*Task goal*:
Please write out exactly the lines of the data below from the line holding "self.banner_path = None;" through the line holding "pub fn history_path(&self, addr: SocketAddr)", and leave out the rest.

Stored data:
++++++++

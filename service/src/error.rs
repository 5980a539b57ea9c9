//
// Copyright 2017-2026 Hans W. Uhlig. All Rights Reserved.
//
// Licensed under the Apache License, Version 2.0 (the "License");
// you may not use this file except in compliance with the License.
// You may obtain a copy of the License at
//
//      http://www.apache.org/licenses/LICENSE-2.0
//
// Unless required by applicable law or agreed to in writing, software
// distributed under the License is distributed on an "AS IS" BASIS,
// WITHOUT WARRANTIES OR CONDITIONS OF ANY KIND, either express or implied.
// See the License for the specific language governing permissions and
// limitations under the License.
//

//! Error types for the chat service

use thiserror::Error;

/// Result type for chat service operations
pub type Result<T> = std::result::Result<T, ChatError>;

/// Chat service error types
#[derive(Debug, Error)]
pub enum ChatError {
    /// I/O error from the underlying stream, listener or transcript file
    #[error("I/O error: {0}")]
    Io(#[from] std::io::Error),

    /// Invalid server configuration
    #[error("Invalid configuration: {0}")]
    Config(String),

    /// The requested display name is already reserved by another session
    #[error("Name '{0}' is already in use")]
    NameTaken(String),

    /// The registry already holds the maximum number of sessions
    #[error("Maximum users ({0}) reached")]
    ServerFull(usize),

    /// A display name was empty after sanitization
    #[error("Display name cannot be empty")]
    EmptyName,

    /// The outbound queue has been closed (server shutting down)
    #[error("Outbound queue closed")]
    QueueClosed,

    /// Connection has been closed
    #[error("Connection closed")]
    ConnectionClosed,

    /// Operation timed out
    #[error("Operation timed out")]
    Timeout,

    /// Server is not running
    #[error("Server not running")]
    ServerNotRunning,

    /// Generic error with a message
    #[error("{0}")]
    Other(String),
}

impl ChatError {
    /// Check if the error is a connection error
    pub fn is_connection_error(&self) -> bool {
        matches!(
            self,
            ChatError::ConnectionClosed | ChatError::Timeout | ChatError::Io(_)
        )
    }
}
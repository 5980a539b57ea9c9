//
// Copyright 2017-2026 Hans W. Uhlig. All Rights Reserved.
//
// Licensed under the Apache License, Version 2.0 (the "License");
// you may not use this file except in compliance with the License.
// You may obtain a copy of the License at
//
//      http://www.apache.org/licenses/LICENSE-2.0
//
// Unless required by applicable law or agreed to in writing, software
// distributed under the License is distributed on an "AS IS" BASIS,
// WITHOUT WARRANTIES OR CONDITIONS OF ANY KIND, either express or implied.
// See the License for the specific language governing permissions and
// limitations under the License.
//

//! tcpchat server binary
//!
//! ```bash
//! tcpchat-server            # listen on 0.0.0.0:8989
//! tcpchat-server 2525 --max-users 20
//! RUST_LOG=tcpchat_service=debug tcpchat-server
//! ```

mod cli;

use clap::Parser;
use cli::Args;
use std::process::ExitCode;
use tcpchat_service::{ChatServer, Result};
use tracing::{error, info};
use tracing_subscriber::EnvFilter;

#[tokio::main]
async fn main() -> ExitCode {
    let args = Args::parse();

    tracing_subscriber::fmt()
        .with_env_filter(
            EnvFilter::try_from_default_env().unwrap_or_else(|_| EnvFilter::new(&args.log_level)),
        )
        .init();

    match run(args).await {
        Ok(()) => ExitCode::SUCCESS,
        Err(e) => {
            error!(error = %e, "Chat server failed");
            ExitCode::FAILURE
        }
    }
}

async fn run(args: Args) -> Result<()> {
    let server = ChatServer::new(args.into_config()).await?;
    println!("Listening on the port {}", server.bind_address());

    server.start().await?;
    info!("Press Ctrl+C to stop");

    tokio::signal::ctrl_c().await?;
    info!("Shutdown requested");

    server.shutdown().await?;
    let metrics = server.metrics().snapshot();
    info!(
        connections = metrics.total_connections,
        rejected = metrics.rejected_connections,
        messages = metrics.messages_broadcast,
        "Chat server stopped"
    );
    Ok(())
}
//
// Copyright 2017-2026 Hans W. Uhlig. All Rights Reserved.
//
// Licensed under the Apache License, Version 2.0 (the "License");
// you may not use this file except in compliance with the License.
// You may obtain a copy of the License at
//
//      http://www.apache.org/licenses/LICENSE-2.0
//
// Unless required by applicable law or agreed to in writing, software
// distributed under the License is distributed on an "AS IS" BASIS,
// WITHOUT WARRANTIES OR CONDITIONS OF ANY KIND, either express or implied.
// See the License for the specific language governing permissions and
// limitations under the License.
//

//! Line relay between a local terminal and a chat server

use crate::{ClientConfig, ClientError, Result};
use futures_util::StreamExt;
use std::net::SocketAddr;
use tokio::io::{AsyncRead, AsyncReadExt, AsyncWrite, AsyncWriteExt};
use tokio::net::TcpStream;
use tokio::time::timeout;
use tokio_util::codec::{FramedRead, LinesCodec, LinesCodecError};
use tracing::{debug, info, instrument, warn};

/// Longest input line the relay accepts
const MAX_INPUT_LINE: usize = 8192;

/// Counters for a finished relay
#[derive(Debug, Clone, Copy, Default, PartialEq, Eq)]
pub struct RelayStats {
    /// Non-empty lines sent to the server
    pub lines_sent: u64,
    /// Bytes received from the server
    pub bytes_received: u64,
}

/// Connected chat client
///
/// The client keeps no chat state of its own. Prompts, notices and
/// messages are whatever the server sends.
#[derive(Debug)]
pub struct ChatClient {
    config: ClientConfig,
    stream: TcpStream,
}

impl ChatClient {
    /// Connect to the configured server
    #[instrument(skip(config), fields(address = %config.address()))]
    pub async fn connect(config: ClientConfig) -> Result<Self> {
        let stream = timeout(config.connect_timeout, TcpStream::connect(config.address()))
            .await
            .map_err(|_| ClientError::ConnectionTimeout)??;
        stream.set_nodelay(true)?;
        info!("Connected to chat server");
        Ok(Self { config, stream })
    }

    /// Local address of the connection
    pub fn local_addr(&self) -> Result<SocketAddr> {
        Ok(self.stream.local_addr()?)
    }

    /// Get the client configuration
    pub fn config(&self) -> &ClientConfig {
        &self.config
    }

    /// Relay until the server closes the connection
    ///
    /// Lines from `input` are trimmed and sent with a trailing newline;
    /// blank lines are skipped. Everything the server sends is copied to
    /// `output` unchanged. When `input` ends, the write side is shut down
    /// and the relay keeps copying until the server hangs up.
    pub async fn run<I, O>(self, input: I, mut output: O) -> Result<RelayStats>
    where
        I: AsyncRead + Unpin,
        O: AsyncWrite + Unpin,
    {
        let (mut reader, mut writer) = self.stream.into_split();
        let mut lines = FramedRead::new(input, LinesCodec::new_with_max_length(MAX_INPUT_LINE));
        let mut buf = vec![0u8; self.config.buffer_size.max(1)];
        let mut stats = RelayStats::default();
        let mut input_open = true;

        loop {
            tokio::select! {
                read = reader.read(&mut buf) => {
                    let n = read?;
                    if n == 0 {
                        debug!("Server closed the connection");
                        break;
                    }
                    stats.bytes_received += n as u64;
                    output.write_all(&buf[..n]).await?;
                    output.flush().await?;
                }
                line = lines.next(), if input_open => match line {
                    Some(Ok(line)) => {
                        let text = line.trim();
                        if text.is_empty() {
                            continue;
                        }
                        writer.write_all(format!("{}\n", text).as_bytes()).await?;
                        stats.lines_sent += 1;
                    }
                    Some(Err(LinesCodecError::MaxLineLengthExceeded)) => {
                        warn!(max = MAX_INPUT_LINE, "Input line too long, discarded");
                    }
                    Some(Err(e)) => return Err(e.into()),
                    None => {
                        debug!("Input closed");
                        input_open = false;
                        writer.shutdown().await?;
                    }
                },
            }
        }

        output.flush().await?;
        Ok(stats)
    }
}
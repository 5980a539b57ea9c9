//
// Copyright 2017-2026 Hans W. Uhlig. All Rights Reserved.
//
// Licensed under the Apache License, Version 2.0 (the "License");
// you may not use this file except in compliance with the License.
// You may obtain a copy of the License at
//
//      http://www.apache.org/licenses/LICENSE-2.0
//
// Unless required by applicable law or agreed to in writing, software
// distributed under the License is distributed on an "AS IS" BASIS,
// WITHOUT WARRANTIES OR CONDITIONS OF ANY KIND, either express or implied.
// See the License for the specific language governing permissions and
// limitations under the License.
//

//! tcpchat client binary

use clap::Parser;
use std::process::ExitCode;
use std::time::Duration;
use tcpchat_client::{ChatClient, ClientConfig};
use tracing::error;
use tracing_subscriber::EnvFilter;

/// Terminal client for tcpchat
#[derive(Parser, Debug)]
#[command(name = "tcpchat-client", version, about = "Terminal client for tcpchat")]
struct Args {
    /// Server host
    #[arg(long, default_value = "localhost")]
    host: String,

    /// Server port
    #[arg(value_name = "PORT", default_value_t = 8989)]
    port: u16,

    /// Connection timeout in seconds
    #[arg(long, default_value_t = 10)]
    connect_timeout: u64,
}

#[tokio::main]
async fn main() -> ExitCode {
    let args = Args::parse();

    // Logs go to stderr so they never mix with the chat on stdout
    tracing_subscriber::fmt()
        .with_env_filter(EnvFilter::try_from_default_env().unwrap_or_else(|_| EnvFilter::new("warn")))
        .with_writer(std::io::stderr)
        .init();

    let config = ClientConfig::new(args.host, args.port)
        .with_connect_timeout(Duration::from_secs(args.connect_timeout));

    let client = match ChatClient::connect(config).await {
        Ok(client) => client,
        Err(e) => {
            error!(error = %e, "Error connecting to server");
            return ExitCode::FAILURE;
        }
    };

    match client.run(tokio::io::stdin(), tokio::io::stdout()).await {
        Ok(_) => ExitCode::SUCCESS,
        Err(e) => {
            error!(error = %e, "Connection lost");
            ExitCode::FAILURE
        }
    }
}
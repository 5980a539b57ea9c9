//
// Copyright 2017-2026 Hans W. Uhlig. All Rights Reserved.
//
// Licensed under the Apache License, Version 2.0 (the "License");
// you may not use this file except in compliance with the License.
// You may obtain a copy of the License at
//
//      http://www.apache.org/licenses/LICENSE-2.0
//
// Unless required by applicable law or agreed to in writing, software
// distributed under the License is distributed on an "AS IS" BASIS,
// WITHOUT WARRANTIES OR CONDITIONS OF ANY KIND, either express or implied.
// See the License for the specific language governing permissions and
// limitations under the License.
//

//! Server configuration
//!
//! # Example
//!
//! ```
//! use tcpchat_service::ServerConfig;
//! use std::time::Duration;
//!
//! let config = ServerConfig::new("127.0.0.1:2525".parse().unwrap())
//!     .with_max_users(25)
//!     .with_write_timeout(Duration::from_secs(5))
//!     .without_banner();
//!
//! assert_eq!(config.queue_capacity(), 250);
//! assert!(config.validate().is_ok());
//! ```

use crate::{ChatError, Result};
use std::net::{Ipv4Addr, SocketAddr};
use std::path::{Path, PathBuf};
use std::time::Duration;

/// Port used when none is given on the command line
pub const DEFAULT_PORT: u16 = 8989;

/// Maximum number of simultaneous sessions by default
pub const DEFAULT_MAX_USERS: usize = 10;

/// Outbound queue slots reserved per allowed user
pub const QUEUE_SLOTS_PER_USER: usize = 10;

/// Size of the per-session read buffer
pub const DEFAULT_READ_BUFFER_SIZE: usize = 2048;

/// Server configuration
///
/// Use the builder methods to customize the configuration and call
/// [`ServerConfig::validate`] before handing it to the server.
#[derive(Debug, Clone)]
pub struct ServerConfig {
    /// Address to bind the server to
    pub bind_address: SocketAddr,

    /// Maximum number of registered sessions
    pub max_users: usize,

    /// Outbound queue capacity override
    ///
    /// `None` means `max_users * QUEUE_SLOTS_PER_USER`.
    pub queue_capacity: Option<usize>,

    /// Maximum number of bytes taken from a connection per read
    pub read_buffer_size: usize,

    /// Timeout for a single write to a client
    ///
    /// A delivery that exceeds it is treated as a failed delivery.
    pub write_timeout: Duration,

    /// Time to wait for background tasks during shutdown
    pub shutdown_timeout: Duration,

    /// Directory the chat transcript is written to
    pub history_dir: PathBuf,

    /// Optional welcome banner sent before the name prompt
    pub banner_path: Option<PathBuf>,
}

impl Default for ServerConfig {
    fn default() -> Self {
        Self {
            bind_address: SocketAddr::from((Ipv4Addr::UNSPECIFIED, DEFAULT_PORT)),
            max_users: DEFAULT_MAX_USERS,
            queue_capacity: None,
            read_buffer_size: DEFAULT_READ_BUFFER_SIZE,
            write_timeout: Duration::from_secs(10),
            shutdown_timeout: Duration::from_secs(5),
            history_dir: PathBuf::from("."),
            banner_path: Some(PathBuf::from("logo.txt")),
        }
    }
}

impl ServerConfig {
    /// Create a new configuration with the given bind address
    ///
    /// All other settings will use their default values.
    pub fn new(bind_address: SocketAddr) -> Self {
        Self {
            bind_address,
            ..Default::default()
        }
    }

    /// Set the maximum number of simultaneous sessions
    pub fn with_max_users(mut self, max: usize) -> Self {
        self.max_users = max;
        self
    }

    /// Override the outbound queue capacity
    pub fn with_queue_capacity(mut self, capacity: usize) -> Self {
        self.queue_capacity = Some(capacity);
        self
    }

    /// Set the read buffer size
    pub fn with_read_buffer_size(mut self, size: usize) -> Self {
        self.read_buffer_size = size;
        self
    }

    /// Set the write timeout duration
    pub fn with_write_timeout(mut self, timeout: Duration) -> Self {
        self.write_timeout = timeout;
        self
    }

    /// Set the shutdown timeout duration
    pub fn with_shutdown_timeout(mut self, timeout: Duration) -> Self {
        self.shutdown_timeout = timeout;
        self
    }

    /// Set the transcript directory
    pub fn with_history_dir(mut self, dir: impl Into<PathBuf>) -> Self {
        self.history_dir = dir.into();
        self
    }

    /// Set the banner file
    pub fn with_banner(mut self, path: impl Into<PathBuf>) -> Self {
        self.banner_path = Some(path.into());
        self
    }

    /// Disable the welcome banner
    pub fn without_banner(mut self) -> Self {
        self.banner_path = None;
        self
    }

    /// Effective outbound queue capacity
    pub fn queue_capacity(&self) -> usize {
        self.queue_capacity
            .unwrap_or(self.max_users.saturating_mul(QUEUE_SLOTS_PER_USER))
    }

    /// Transcript file path for a server listening on `addr`
    ///
    /// One transcript exists per listen port.
    pub fn history_path(&self, addr: SocketAddr) -> PathBuf {
        history_file(&self.history_dir, addr.port())
    }

    /// Validate the configuration
    pub fn validate(&self) -> Result<()> {
        if self.max_users == 0 {
            return Err(ChatError::Config(
                "max_users must be greater than 0".to_string(),
            ));
        }

        if self.queue_capacity() == 0 {
            return Err(ChatError::Config(
                "queue_capacity must be greater than 0".to_string(),
            ));
        }

        if self.read_buffer_size == 0 {
            return Err(ChatError::Config(
                "read_buffer_size must be greater than 0".to_string(),
            ));
        }

        if self.write_timeout.is_zero() {
            return Err(ChatError::Config(
                "write_timeout must be greater than 0".to_string(),
            ));
        }

        if self.shutdown_timeout.is_zero() {
            return Err(ChatError::Config(
                "shutdown_timeout must be greater than 0".to_string(),
            ));
        }

        Ok(())
    }
}

fn history_file(dir: &Path, port: u16) -> PathBuf {
    dir.join(format!("chat-{}.txt", port))
}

++++++++

*Your solution*:
        self.banner_path = None;
        self
    }

    /// Effective outbound queue capacity
    pub fn queue_capacity(&self) -> usize {
        self.queue_capacity
            .unwrap_or(self.max_users.saturating_mul(QUEUE_SLOTS_PER_USER))
    }

    /// Transcript file path for a server listening on `addr`
    ///
    /// One transcript exists per listen port.
    pub fn history_path(&self, addr: SocketAddr) -> PathBuf {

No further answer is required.